Mr. Mayor, Show Us the Money!

 

220px-Rahm_Emanuel,_official_photo_portrait_colorRespectfully submitted by Lawrence E. Rafferty (rafflaw) Weekend Contributor

I guess you don’t have to be from Chicago or Illinois to know who Rahm Emanuel is.  The current Mayor of the City of Chicago, Rahm Emanuel is the former chief of staff to President Obama and a former Congressman.
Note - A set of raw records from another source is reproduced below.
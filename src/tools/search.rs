//! Full-text search handler for finding documentation records.

use crate::{
    search::{ParsedQuery, SearchHit},
    worker::ServerState,
};
use rmcp::schemars;
use serde::Deserialize;
use std::{fmt::Write as _, sync::Arc};

#[derive(Debug, Deserialize, schemars::JsonSchema)]
pub struct SearchRequest {
    /// Search query. Quote a phrase ("euler angles") or end a word with * for a prefix match.
    pub query: String,
    /// Maximum number of results to return (default from config, normally 20)
    #[serde(default)]
    pub limit: Option<usize>,
    /// Whether a trailing * performs a prefix match (default from config)
    #[serde(default)]
    pub prefix: Option<bool>,
}

/// Execute the search against the current index snapshot.
pub async fn handle_search(
    state: &Arc<ServerState>,
    request: SearchRequest,
) -> Result<String, String> {
    let mut options = state.config().search_options();
    if let Some(limit) = request.limit {
        options = options.with_max_results(limit);
    }
    if let Some(prefix) = request.prefix {
        options = options.with_prefix(prefix);
    }

    let Some(snapshot) = state.engine().snapshot() else {
        return Ok(format!(
            "No results for '{}': the documentation index is not loaded yet.\n\n\
             Use reload_index with the path of the generated search payload.",
            request.query
        ));
    };

    let results = state
        .search(request.query.clone(), options)
        .await
        .map_err(|e| format!("Search failed: {:#}", e))?;

    if results.is_empty() {
        let parsed = ParsedQuery::parse(&request.query, options.prefix_enabled);
        let mut msg = format!("No results found for '{}'.\n\n", request.query);

        if parsed.is_empty() {
            msg.push_str("The query contains no searchable words (only stop words or very short tokens).\n");
            return Ok(msg);
        }

        let suggestions = snapshot.suggestions(&parsed);
        if !suggestions.is_empty() {
            msg.push_str("Did you mean:\n");
            for (term, candidates) in suggestions {
                let candidates: Vec<&str> = candidates.iter().map(|s| s.term.as_str()).collect();
                let _ = writeln!(msg, "• {} → {}", term, candidates.join(", "));
            }
            msg.push('\n');
        }

        // Provide helpful suggestions
        msg.push_str("Search tips:\n");
        msg.push_str("• All words must match; try fewer words\n");
        msg.push_str("• End a word with * to match prefixes, e.g. 'quat*'\n");
        if !parsed.phrases.is_empty() {
            msg.push_str("• Quoted phrases must match exactly; try removing the quotes\n");
        }

        return Ok(msg);
    }

    Ok(format_search_results(&results, &request.query))
}

/// Format search results into a readable string output.
pub fn format_search_results(results: &[SearchHit], query: &str) -> String {
    let mut output = format!("Search results for '{}':\n\n", query);

    let max_score = results
        .first()
        .map(|r| r.score)
        .filter(|score| *score > 0.0)
        .unwrap_or(1.0);

    for (idx, result) in results.iter().enumerate() {
        let relevance = ((result.score / max_score) * 100.0).round() as u8;

        let _ = writeln!(
            output,
            "{}. {} › {} ({}) - relevance: {}%",
            idx + 1,
            result.page,
            result.title,
            result.category,
            relevance
        );
        let _ = writeln!(output, "   location: {}", result.location);
        if !result.snippet.is_empty() {
            let _ = writeln!(output, "   {}", result.snippet);
        }

        output.push('\n');
    }

    output
}
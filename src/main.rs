use docsearch_mcp::config::Config;
use docsearch_mcp::server::DocSearchServer;
use docsearch_mcp::worker::{ServerState, spawn_reload_worker};
use rmcp::{ServiceExt, transport::stdio};
use std::path::PathBuf;
use std::sync::Arc;

#[tokio::main]
async fn main() -> anyhow::Result<()> {
    // Logs go to stderr to avoid interfering with MCP protocol on stdout
    docsearch_mcp::tracing::init();

    tracing::info!("Starting docsearch-mcp server");

    let mut config = Config::load()?;
    if let Some(path) = std::env::args().nth(1) {
        config.payload = Some(PathBuf::from(path));
    }

    let state = Arc::new(ServerState::new(config));

    // Initial build; a bad payload leaves the server running with an empty index
    if let Some(path) = state.payload_path().await {
        match state.reload_from_path(&path).await {
            Ok(outcome) => tracing::info!(
                "Loaded {} documents from {}",
                outcome.snapshot().document_count(),
                path.display()
            ),
            Err(e) => tracing::warn!("Initial index build failed: {:#}", e),
        }
    } else {
        tracing::info!("No payload configured; waiting for reload_index");
    }

    let _worker = spawn_reload_worker(Arc::clone(&state));

    // Create and serve the MCP server over stdio
    let server = DocSearchServer::new(state);
    let service = server.serve(stdio()).await.inspect_err(|e| {
        tracing::error!("Error serving MCP server: {:?}", e);
    })?;

    // Wait for the service to complete
    service.waiting().await?;

    Ok(())
}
He is also a former investment banker.  It has been alleged that this former investment banker has been crying poor since he entered office and proposing that city workers must pay more into their pension funds and get less pay and benefits.

“If you’ve read the financial news out of Chicago the last few weeks, you’ve probably heard that the city faces a major pension shortfall, supposedly because police officers, firefighters, teachers and other public workers are selfishly bleeding the city dry.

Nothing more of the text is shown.